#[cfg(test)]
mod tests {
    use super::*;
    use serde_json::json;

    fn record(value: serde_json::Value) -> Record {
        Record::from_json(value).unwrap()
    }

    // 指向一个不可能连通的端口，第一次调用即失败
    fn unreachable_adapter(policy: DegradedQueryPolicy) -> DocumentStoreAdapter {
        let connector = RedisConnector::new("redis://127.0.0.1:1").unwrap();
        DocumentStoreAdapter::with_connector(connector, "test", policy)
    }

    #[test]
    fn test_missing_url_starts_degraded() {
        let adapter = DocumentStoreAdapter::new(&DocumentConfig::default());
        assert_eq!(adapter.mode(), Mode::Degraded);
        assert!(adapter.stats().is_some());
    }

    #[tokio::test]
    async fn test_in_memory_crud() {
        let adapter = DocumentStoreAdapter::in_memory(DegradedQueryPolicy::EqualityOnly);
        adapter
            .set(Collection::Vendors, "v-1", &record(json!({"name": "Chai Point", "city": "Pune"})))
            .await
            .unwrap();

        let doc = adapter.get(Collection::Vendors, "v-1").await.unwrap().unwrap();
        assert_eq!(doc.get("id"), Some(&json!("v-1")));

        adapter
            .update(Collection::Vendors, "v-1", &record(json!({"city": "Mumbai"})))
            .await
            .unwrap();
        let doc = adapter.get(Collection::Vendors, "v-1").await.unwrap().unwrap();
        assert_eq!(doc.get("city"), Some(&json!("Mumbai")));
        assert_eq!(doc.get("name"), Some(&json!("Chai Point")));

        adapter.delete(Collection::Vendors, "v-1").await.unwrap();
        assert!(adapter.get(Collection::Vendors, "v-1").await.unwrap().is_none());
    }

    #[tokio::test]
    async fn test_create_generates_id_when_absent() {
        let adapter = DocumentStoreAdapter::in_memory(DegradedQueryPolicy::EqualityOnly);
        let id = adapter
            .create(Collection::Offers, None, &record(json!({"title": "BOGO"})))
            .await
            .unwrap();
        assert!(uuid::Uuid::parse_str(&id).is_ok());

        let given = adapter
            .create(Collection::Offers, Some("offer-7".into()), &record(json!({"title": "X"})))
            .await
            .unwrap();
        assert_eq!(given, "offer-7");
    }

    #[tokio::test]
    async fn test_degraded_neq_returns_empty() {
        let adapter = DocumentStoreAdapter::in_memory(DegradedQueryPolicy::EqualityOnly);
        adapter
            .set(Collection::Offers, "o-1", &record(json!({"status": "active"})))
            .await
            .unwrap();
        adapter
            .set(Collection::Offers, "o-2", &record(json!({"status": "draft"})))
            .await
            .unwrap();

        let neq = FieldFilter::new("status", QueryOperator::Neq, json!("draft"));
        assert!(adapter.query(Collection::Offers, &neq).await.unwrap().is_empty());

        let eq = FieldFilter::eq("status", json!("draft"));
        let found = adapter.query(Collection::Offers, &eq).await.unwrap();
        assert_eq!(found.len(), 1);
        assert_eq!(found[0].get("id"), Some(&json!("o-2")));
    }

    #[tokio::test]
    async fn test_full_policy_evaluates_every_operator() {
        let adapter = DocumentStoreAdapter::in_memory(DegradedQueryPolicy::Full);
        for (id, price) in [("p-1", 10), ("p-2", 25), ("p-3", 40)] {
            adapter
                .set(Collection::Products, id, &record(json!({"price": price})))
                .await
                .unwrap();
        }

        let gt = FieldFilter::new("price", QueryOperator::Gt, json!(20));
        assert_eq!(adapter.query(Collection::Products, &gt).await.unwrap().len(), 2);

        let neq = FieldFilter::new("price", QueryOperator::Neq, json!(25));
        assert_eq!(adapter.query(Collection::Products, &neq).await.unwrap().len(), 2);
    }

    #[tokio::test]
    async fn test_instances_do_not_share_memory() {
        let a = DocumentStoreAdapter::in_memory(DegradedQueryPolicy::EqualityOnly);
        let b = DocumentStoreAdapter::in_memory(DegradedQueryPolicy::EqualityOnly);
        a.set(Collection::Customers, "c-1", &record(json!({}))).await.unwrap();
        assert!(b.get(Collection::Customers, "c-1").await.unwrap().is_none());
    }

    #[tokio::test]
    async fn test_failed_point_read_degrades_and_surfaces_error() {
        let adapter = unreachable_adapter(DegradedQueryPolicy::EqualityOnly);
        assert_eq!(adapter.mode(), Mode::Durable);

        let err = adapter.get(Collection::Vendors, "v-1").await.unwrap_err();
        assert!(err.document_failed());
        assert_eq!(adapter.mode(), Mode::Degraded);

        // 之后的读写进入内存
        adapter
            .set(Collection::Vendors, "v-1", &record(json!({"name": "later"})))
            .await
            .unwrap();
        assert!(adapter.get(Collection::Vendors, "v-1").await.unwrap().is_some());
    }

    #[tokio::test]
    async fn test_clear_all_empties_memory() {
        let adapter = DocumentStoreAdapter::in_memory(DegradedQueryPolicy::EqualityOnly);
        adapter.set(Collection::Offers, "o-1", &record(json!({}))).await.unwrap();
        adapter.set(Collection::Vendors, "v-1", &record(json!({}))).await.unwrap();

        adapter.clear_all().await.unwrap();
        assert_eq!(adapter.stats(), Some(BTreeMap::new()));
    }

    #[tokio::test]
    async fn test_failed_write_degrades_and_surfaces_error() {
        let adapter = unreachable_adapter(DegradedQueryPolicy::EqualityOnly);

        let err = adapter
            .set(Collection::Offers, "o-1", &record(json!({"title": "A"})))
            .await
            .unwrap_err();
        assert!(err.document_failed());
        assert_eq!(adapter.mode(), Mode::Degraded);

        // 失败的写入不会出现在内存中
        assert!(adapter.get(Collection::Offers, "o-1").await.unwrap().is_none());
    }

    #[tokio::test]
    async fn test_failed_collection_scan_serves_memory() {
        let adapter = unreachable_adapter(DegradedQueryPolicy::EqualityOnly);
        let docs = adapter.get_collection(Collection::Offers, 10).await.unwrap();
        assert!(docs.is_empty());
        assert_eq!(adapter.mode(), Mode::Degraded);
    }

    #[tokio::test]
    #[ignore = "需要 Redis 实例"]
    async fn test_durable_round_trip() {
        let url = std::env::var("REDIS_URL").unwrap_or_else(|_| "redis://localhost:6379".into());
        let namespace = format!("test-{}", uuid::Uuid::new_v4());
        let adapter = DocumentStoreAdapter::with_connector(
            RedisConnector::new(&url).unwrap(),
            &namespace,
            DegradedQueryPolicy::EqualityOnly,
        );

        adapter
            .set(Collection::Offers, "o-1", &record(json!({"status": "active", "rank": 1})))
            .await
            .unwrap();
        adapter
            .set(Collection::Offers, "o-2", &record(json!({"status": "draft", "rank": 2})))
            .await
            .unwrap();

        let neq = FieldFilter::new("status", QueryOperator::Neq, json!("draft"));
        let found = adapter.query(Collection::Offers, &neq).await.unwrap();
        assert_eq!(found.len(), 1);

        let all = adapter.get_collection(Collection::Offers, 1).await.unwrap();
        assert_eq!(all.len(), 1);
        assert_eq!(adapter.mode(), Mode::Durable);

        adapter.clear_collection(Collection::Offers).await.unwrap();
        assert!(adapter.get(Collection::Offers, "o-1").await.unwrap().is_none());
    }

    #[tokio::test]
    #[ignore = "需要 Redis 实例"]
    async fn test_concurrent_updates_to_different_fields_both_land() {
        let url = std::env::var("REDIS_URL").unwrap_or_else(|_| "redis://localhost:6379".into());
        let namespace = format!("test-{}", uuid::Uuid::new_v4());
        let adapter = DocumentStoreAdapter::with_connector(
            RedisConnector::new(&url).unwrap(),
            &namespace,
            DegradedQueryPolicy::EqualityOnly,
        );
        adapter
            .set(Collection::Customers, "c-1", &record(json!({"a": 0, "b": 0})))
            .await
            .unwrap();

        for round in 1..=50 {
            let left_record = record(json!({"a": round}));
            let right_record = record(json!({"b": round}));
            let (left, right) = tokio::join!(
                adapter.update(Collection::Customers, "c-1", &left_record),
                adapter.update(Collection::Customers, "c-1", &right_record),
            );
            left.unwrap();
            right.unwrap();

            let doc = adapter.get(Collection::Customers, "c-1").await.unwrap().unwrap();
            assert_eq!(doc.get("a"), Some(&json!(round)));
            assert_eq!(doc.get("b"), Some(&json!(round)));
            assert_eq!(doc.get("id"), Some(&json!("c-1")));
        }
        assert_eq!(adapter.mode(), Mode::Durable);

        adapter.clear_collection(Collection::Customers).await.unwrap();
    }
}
-*-*-
→ YOUR OBJECTIVE
For each line of the material that contains the word "found", make a copy.

→ COMPLETED EXERCISE
        let found = adapter.query(Collection::Offers, &eq).await.unwrap();
        assert_eq!(found.len(), 1);
        assert_eq!(found[0].get("id"), Some(&json!("o-2")));
        let found = adapter.query(Collection::Offers, &neq).await.unwrap();
        assert_eq!(found.len(), 1);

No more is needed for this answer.